Each visualisation is provided in three graphical systems used in R: base graphics, lattice and ggplot2. As an example data I mainly use basic data sets easily accessible within R. Occasionally I use data from package psych developed by William Revelle, package MASS developed by Brian Ripley with collegues and various custom data I link via my Gist profile.

This page was produced in RMarkdown using Michael Sachs’s tuftehandout, but with a modified CSS inspired by Dave Liepmann’s Tufte CSS. Its best if you view this page on a desktop computer rather than mobile devices.

Requirements

You need the most recent version of R installed on you computer. You also need a basic understanding of R and there are some great online tutorials to get you started. I also recommend R Studio as an integrated development environment for R.

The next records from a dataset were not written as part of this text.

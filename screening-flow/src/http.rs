//! reqwest adapter for the auth, scoring and recommendation endpoints.

use async_trait::async_trait;
use reqwest::multipart::{Form, Part};
use reqwest::{Client, Response};
use serde::Deserialize;
use serde::de::DeserializeOwned;
use serde_json::{Value, json};
use std::time::Duration;
use tracing::{debug, warn};

use crate::analysis::{AnalysisResult, ImageUpload, ScoringService};
use crate::auth::{AuthApi, LoginOutcome};
use crate::credential::Credential;
use crate::error::{Result, ScreeningError};
use crate::recommendation::{Recommendation, RecommendationService};

const USER_AGENT: &str = concat!("dermascreen/", env!("CARGO_PKG_VERSION"));

pub const DEFAULT_TIMEOUT: Duration = Duration::from_secs(30);

#[derive(Debug, Deserialize)]
struct LoginResponse {
    access_token: Option<String>,
    national_id: Option<String>,
    message: Option<String>,
}

#[derive(Debug, Deserialize)]
struct MessageResponse {
    message: Option<String>,
}

#[derive(Debug, Deserialize)]
struct SelectionResponse {
    recommendation: Option<String>,
}

/// Client for the screening backend.
#[derive(Clone)]
pub struct HttpBackend {
    client: Client,
    base_url: String,
}

impl HttpBackend {
    pub fn new(base_url: impl Into<String>, timeout: Duration) -> Result<Self> {
        let client = Client::builder()
            .user_agent(USER_AGENT)
            .timeout(timeout)
            .build()
            .map_err(|e| ScreeningError::TransportError(e.to_string()))?;

        Ok(Self {
            client,
            base_url: base_url.into().trim_end_matches('/').to_string(),
        })
    }

    pub fn base_url(&self) -> &str {
        &self.base_url
    }

    fn endpoint(&self, path: &str) -> String {
        format!("{}{}", self.base_url, path)
    }

    async fn post_json(
        &self,
        path: &str,
        body: &Value,
        credential: Option<&Credential>,
    ) -> Result<Response> {
        let mut request = self.client.post(self.endpoint(path)).json(body);
        if let Some(credential) = credential {
            request = request.bearer_auth(credential.access_token());
        }
        debug!(path, "POST");
        request.send().await.map_err(transport_error)
    }
}

fn transport_error(e: reqwest::Error) -> ScreeningError {
    if e.is_timeout() {
        ScreeningError::TransportError("request timed out".to_string())
    } else if e.is_connect() {
        ScreeningError::TransportError(format!("could not connect: {}", e))
    } else {
        ScreeningError::TransportError(e.to_string())
    }
}

/// Pulls a readable message out of an error body, preferring `detail`.
fn error_detail(body: &str) -> Option<String> {
    let value: Value = serde_json::from_str(body).ok()?;
    let detail = match value.get("detail") {
        Some(Value::String(s)) => Some(s.clone()),
        // Validation failures carry a list of {loc, msg} entries.
        Some(Value::Array(items)) => items
            .first()
            .and_then(|item| item.get("msg"))
            .and_then(Value::as_str)
            .map(str::to_string),
        _ => None,
    };
    detail
        .or_else(|| {
            value
                .get("message")
                .and_then(Value::as_str)
                .map(str::to_string)
        })
        .filter(|s| !s.trim().is_empty())
}

/// Decodes a successful response or turns a failed one into `ServiceError`,
/// using `fallback` when the server gave no detail.
async fn read_json<T: DeserializeOwned>(response: Response, fallback: &str) -> Result<T> {
    let status = response.status();
    let body = response.text().await.map_err(transport_error)?;

    if !status.is_success() {
        let message = error_detail(&body).unwrap_or_else(|| fallback.to_string());
        warn!(status = status.as_u16(), %message, "Backend returned an error");
        return Err(ScreeningError::ServiceError {
            status: status.as_u16(),
            message,
        });
    }

    serde_json::from_str(&body).map_err(|e| {
        warn!("Undecodable response body: {}", e);
        ScreeningError::ServiceError {
            status: status.as_u16(),
            message: format!("{fallback}: unexpected response from server"),
        }
    })
}

#[async_trait]
impl AuthApi for HttpBackend {
    async fn login(&self, subject_id: &str, password: &str) -> Result<LoginOutcome> {
        let body = json!({ "national_id": subject_id, "password": password });
        let response = self.post_json("/api/login", &body, None).await?;
        let parsed: LoginResponse = read_json(response, "Login failed").await?;

        let credential = match (parsed.access_token, parsed.national_id) {
            (Some(token), Some(subject)) => Credential::new(token, subject),
            _ => None,
        };
        Ok(match credential {
            Some(credential) => LoginOutcome::Authenticated(credential),
            None => LoginOutcome::Acknowledged(parsed.message.unwrap_or_default()),
        })
    }

    async fn register(&self, subject_id: &str, password: &str) -> Result<String> {
        let body = json!({ "national_id": subject_id, "password": password });
        let response = self.post_json("/api/register", &body, None).await?;
        let parsed: MessageResponse = read_json(response, "Registration failed").await?;
        Ok(parsed
            .message
            .unwrap_or_else(|| "Registration successful".to_string()))
    }
}
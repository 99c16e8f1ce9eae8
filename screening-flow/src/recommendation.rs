use async_trait::async_trait;
use serde::{Deserialize, Serialize};
use std::sync::Arc;
use tracing::info;

use crate::credential::Credential;
use crate::error::{Result, ScreeningError};
use crate::selection::Selection;

/// Free-text guidance returned for a submitted selection.
#[derive(Debug, Clone, PartialEq, Eq, Serialize, Deserialize)]
#[serde(transparent)]
pub struct Recommendation(pub String);

impl Recommendation {
    pub fn text(&self) -> &str {
        &self.0
    }
}

/// Backend receiving the selected case ids.
#[async_trait]
pub trait RecommendationService: Send + Sync {
    async fn submit_selection(
        &self,
        credential: &Credential,
        selected_ids: &[String],
    ) -> Result<Option<Recommendation>>;
}

/// Sends a selection and returns the recommendation, if any. The selection
/// itself is only borrowed, so a failed attempt can be retried unchanged.
#[derive(Clone)]
pub struct RecommendationSubmitter {
    service: Arc<dyn RecommendationService>,
}

impl RecommendationSubmitter {
    pub fn new(service: Arc<dyn RecommendationService>) -> Self {
        Self { service }
    }

    pub async fn submit(
        &self,
        credential: Option<&Credential>,
        selection: &Selection,
    ) -> Result<Option<Recommendation>> {
        let credential = credential.ok_or(ScreeningError::Unauthenticated)?;
        if selection.is_empty() {
            return Err(ScreeningError::EmptySelection);
        }

        info!(
            subject = %credential.subject_id(),
            selected = selection.len(),
            "Submitting similar case selection"
        );

        let recommendation = self
            .service
            .submit_selection(credential, selection.ids())
            .await?
            .filter(|r| !r.text().trim().is_empty());

        info!(
            has_recommendation = recommendation.is_some(),
            "Selection accepted"
        );
        Ok(recommendation)
    }
}
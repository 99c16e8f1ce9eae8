use async_trait::async_trait;
use chrono::{DateTime, Utc};
use dashmap::DashMap;
use std::sync::Arc;
use uuid::Uuid;

use crate::error::Result;
use crate::workflow::WorkflowController;

/// A hosted screening session.
#[derive(Clone)]
pub struct Session {
    pub id: String,
    pub controller: Arc<WorkflowController>,
    pub created_at: DateTime<Utc>,
}

impl Session {
    pub fn new(controller: WorkflowController) -> Self {
        Self::with_id(Uuid::new_v4().to_string(), controller)
    }

    pub fn with_id(id: impl Into<String>, controller: WorkflowController) -> Self {
        Self {
            id: id.into(),
            controller: Arc::new(controller),
            created_at: Utc::now(),
        }
    }
}

/// Trait for storing and retrieving sessions
#[async_trait]
pub trait SessionStorage: Send + Sync {
    async fn save(&self, session: Session) -> Result<()>;
    async fn get(&self, id: &str) -> Result<Option<Session>>;
    async fn delete(&self, id: &str) -> Result<()>;
    async fn count(&self) -> Result<usize>;
}

/// In-memory implementation of SessionStorage
#[derive(Default)]
pub struct InMemorySessionStorage {
    sessions: Arc<DashMap<String, Session>>,
}

impl InMemorySessionStorage {
    pub fn new() -> Self {
        Self::default()
    }
}

#[async_trait]
impl SessionStorage for InMemorySessionStorage {
    async fn save(&self, session: Session) -> Result<()> {
        self.sessions.insert(session.id.clone(), session);
        Ok(())
    }

    async fn get(&self, id: &str) -> Result<Option<Session>> {
        Ok(self.sessions.get(id).map(|entry| entry.clone()))
    }

    async fn delete(&self, id: &str) -> Result<()> {
        self.sessions.remove(id);
        Ok(())
    }

    async fn count(&self) -> Result<usize> {
        Ok(self.sessions.len())
    }
}
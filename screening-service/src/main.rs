use screening_flow::ScreeningConfig;
use screening_service::{build_router, create_app_state};
use tokio::net::TcpListener;
use tracing::info;
use tracing_subscriber::{layer::SubscriberExt, util::SubscriberInitExt};

/// Initialize tracing; `LOG_FORMAT=pretty` for development, JSON otherwise
fn init_tracing() {
    let log_format = std::env::var("LOG_FORMAT").unwrap_or_else(|_| "json".to_string());
    let env_filter = tracing_subscriber::EnvFilter::try_from_default_env()
        .unwrap_or_else(|_| "screening_service=debug,screening_flow=debug,tower_http=info".into());

    match log_format.as_str() {
        "pretty" => {
            tracing_subscriber::registry()
                .with(env_filter)
                .with(tracing_subscriber::fmt::layer().pretty())
                .init();
        }
        _ => {
            tracing_subscriber::registry()
                .with(env_filter)
                .with(
                    tracing_subscriber::fmt::layer()
                        .json()
                        .with_target(true)
                        .with_level(true),
                )
                .init();
        }
    }
}

#[tokio::main]
async fn main() -> anyhow::Result<()> {
    dotenvy::dotenv().ok();
    init_tracing();

    let config = ScreeningConfig::from_env()?;
    let app = build_router(create_app_state(&config).await?);

    let listener = TcpListener::bind(format!("0.0.0.0:{}", config.port)).await?;
    let addr = listener.local_addr()?;

    info!("Screening service starting on {}", addr);
    info!("Health check endpoint: http://{}/health", addr);

    axum::serve(listener, app).await?;

    Ok(())
}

I use resources from a number of R packages. You can install all those packages at once via R console using the command below:

install.packages(c("CarletonStats", "devtools", "epanetReader", "fmsb", "ggplot2", "ggthemes", 
                   "latticeExtra", "MASS", "PerformanceAnalytics", "psych", 
                   "plyr", "prettyR", "plotrix", "proto", "RCurl", "reshape", "reshape2"))
Minimal line plot

We start by plotting the most basic graph from page 65 of The Visual Display of Quantitative Information - a minimal line plot. This one is important because it illustrates the most elemental principle - that of minimalism with reduced ‘data-ink’. As Tufte explains, the ‘data-ink’ (total ink used to print the graphic) ratio should equal to ‘1 - proportion of graphic that can be erased without loss of data-information’. The primary challenge is therefore to modify the default graphs produced with R so that we remove as much of ‘non-data ink’ as possible. As you will soon see, this is done by subtracting and deconstructing existing R graphs to get rid of as much ‘non-data ink’ as possible.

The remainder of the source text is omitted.